As they more or less state, they are trying to develop a common language about speakers with more precision and one that allows you to get a better idea of how a speaker sounds before you hear it via description. I think of how that works among friends I have known a long time and spent lots of time with. It is a shared experience that is the basis of comparative descriptions. The actual language is influenced by our own areas of expertise, influence from publications and applied to common things we have together. It works pretty well for us, but our own group experience and language are fully beneficial only among our group and in much more limited ways otherwise.

 

More concrete examples of what I have in mind. A friend has a new speaker. One of the things he says is the way it handles voices is almost Quad like. I owned Quads for many years, a mutual friend had some all three of us have spent hours hearing Quads together. That is a pretty clear useful description. My friend then goes on to contrast other aspects not like Quads and perhaps mentions our old buddy so and so's monitor speakers for bass.
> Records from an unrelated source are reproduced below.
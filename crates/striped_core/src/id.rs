//! Unique identifiers for submitted work.
//!
//! IDs are UUIDs so that two submissions never share an identity, even across
//! executors.

use serde::{Deserialize, Serialize};
use uuid::Uuid;

/// Task identifier - identifies a single submitted unit of work
#[derive(Debug, Clone, Copy, PartialEq, Eq, Hash, PartialOrd, Ord, Serialize, Deserialize)]
pub struct TaskId(Uuid);

impl TaskId {
    /// Create a new random TaskId
    #[must_use]
    pub fn new() -> Self {
        Self(Uuid::new_v4())
    }

    /// Create from UUID bytes
    #[must_use]
    pub const fn from_bytes(bytes: [u8; 16]) -> Self {
        Self(Uuid::from_bytes(bytes))
    }

}

impl Default for TaskId {
    fn default() -> Self {
        Self::new()
    }
}

impl std::fmt::Display for TaskId {
    fn fmt(&self, f: &mut std::fmt::Formatter<'_>) -> std::fmt::Result {
        write!(f, "task_{}", self.0)
    }
}
//! Stripe registry: the concurrent map from stripe key to its live queue.
//!
//! Queues are created on first use and removed once drained, so memory stays
//! proportional to the number of stripes with outstanding work. The map is a
//! sharded [`DashMap`]; unrelated keys only contend when they share a shard.

use crate::queue::StripeQueue;
use dashmap::DashMap;
use dashmap::mapref::entry::Entry;
use std::fmt::Debug;
use std::hash::Hash;
use std::sync::Arc;

/// Requirements on a stripe key.
///
/// Two tasks are serialized relative to each other exactly when their keys
/// are equal under `Eq`/`Hash`.
pub trait StripeKey: Eq + Hash + Clone + Debug + Send + Sync + 'static {}

impl<T> StripeKey for T where T: Eq + Hash + Clone + Debug + Send + Sync + 'static {}

pub(crate) struct StripeRegistry<K: StripeKey> {
    queues: DashMap<K, Arc<StripeQueue<K>>>,
}

impl<K: StripeKey> StripeRegistry<K> {
    pub(crate) fn new() -> Self {
        Self {
            queues: DashMap::new(),
        }
    }

    /// Return the live queue for `key`, creating it if absent.
    ///
    /// Linearizable per key: concurrent callers see the same instance, and
    /// `create` runs at most once per key between removals. The second value
    /// is `true` if this call created the queue.
    pub(crate) fn get_or_create(
        &self,
        key: &K,
        create: impl FnOnce() -> StripeQueue<K>,
    ) -> (Arc<StripeQueue<K>>, bool) {
        // The shard guard is dropped before the caller touches the queue;
        // enqueueing can deregister, which needs the same shard.
        match self.queues.entry(key.clone()) {
            Entry::Occupied(entry) => (Arc::clone(entry.get()), false),
            Entry::Vacant(entry) => {
                let queue = Arc::new(create());
                entry.insert(Arc::clone(&queue));
                (queue, true)
            }
        }
    }

    /// Remove `queue` if it is still the one registered under its key.
    ///
    /// Returns `false` when a newer queue has replaced it; that is not an
    /// error.
    pub(crate) fn remove(&self, queue: &Arc<StripeQueue<K>>) -> bool {
        self.queues
            .remove_if(queue.key(), |_, current| Arc::ptr_eq(current, queue))
            .is_some()
    }

    /// Every registered queue at this instant
    pub(crate) fn snapshot(&self) -> Vec<Arc<StripeQueue<K>>> {
        self.queues.iter().map(|entry| Arc::clone(entry.value())).collect()
    }

    pub(crate) fn len(&self) -> usize {
        self.queues.len()
    }

    pub(crate) fn is_empty(&self) -> bool {
        self.queues.is_empty()
    }
}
Etc. etc. In a few minutes with a bit more elaboration from our collaborative experience I have a reasonable idea of what I will hear and even if it suits me. I might hear, "you know how you liked what speaker X did with the imaging, well this is much like that". Or I know you never liked how LS3/5a's imaged super precisely, but this speaker mixes that with a panel's open midrange and detail.

 

It appears to me this group is trying to develop that language that would be equally useful among all audiophiles. I just don't know if it will work extremely well without hearing some of their reference designs or a long experience of many speakers of different types.

 

Also, I don't like the color wheel. Too complex and the color itself could 'color' for lack of a better term perception at some level. Not sure right off of a better idea. I might try and develop a 3D plot like a waterfall plot with appropriate labels on the axis. Fewer terms, but then thinking is 3D might be bad too.

 

Still, all in all an interesting project. The big bugaboo is even the stuff communicated among friends, it is not blind and can be effected by many things. So blinding is needed yet among friends it would mean your experience then has no label to access the experience. I once used room correction to make a 2 way sealed box speaker sound as close as possible to some panel speakers. They were in the room with the tall slim box speaker just outside the panels. It managed to make a couple people think they were listening to panels until I said otherwise. Suddenly they noticed differences. I did the same thing once with box on left and panel on right. Close your eyes and you could hear it wasn't quite balanced. Open your eyes and it fooled one person into thinking they were listening to the panels. Blinding is essential to move forward with such a matter.

And always keep in mind: Cognitive biases, like seeing optical illusions are a sign of a normally functioning brain. We all have them, it’s nothing to be ashamed about, but it is something that affects our objective evaluation of reality.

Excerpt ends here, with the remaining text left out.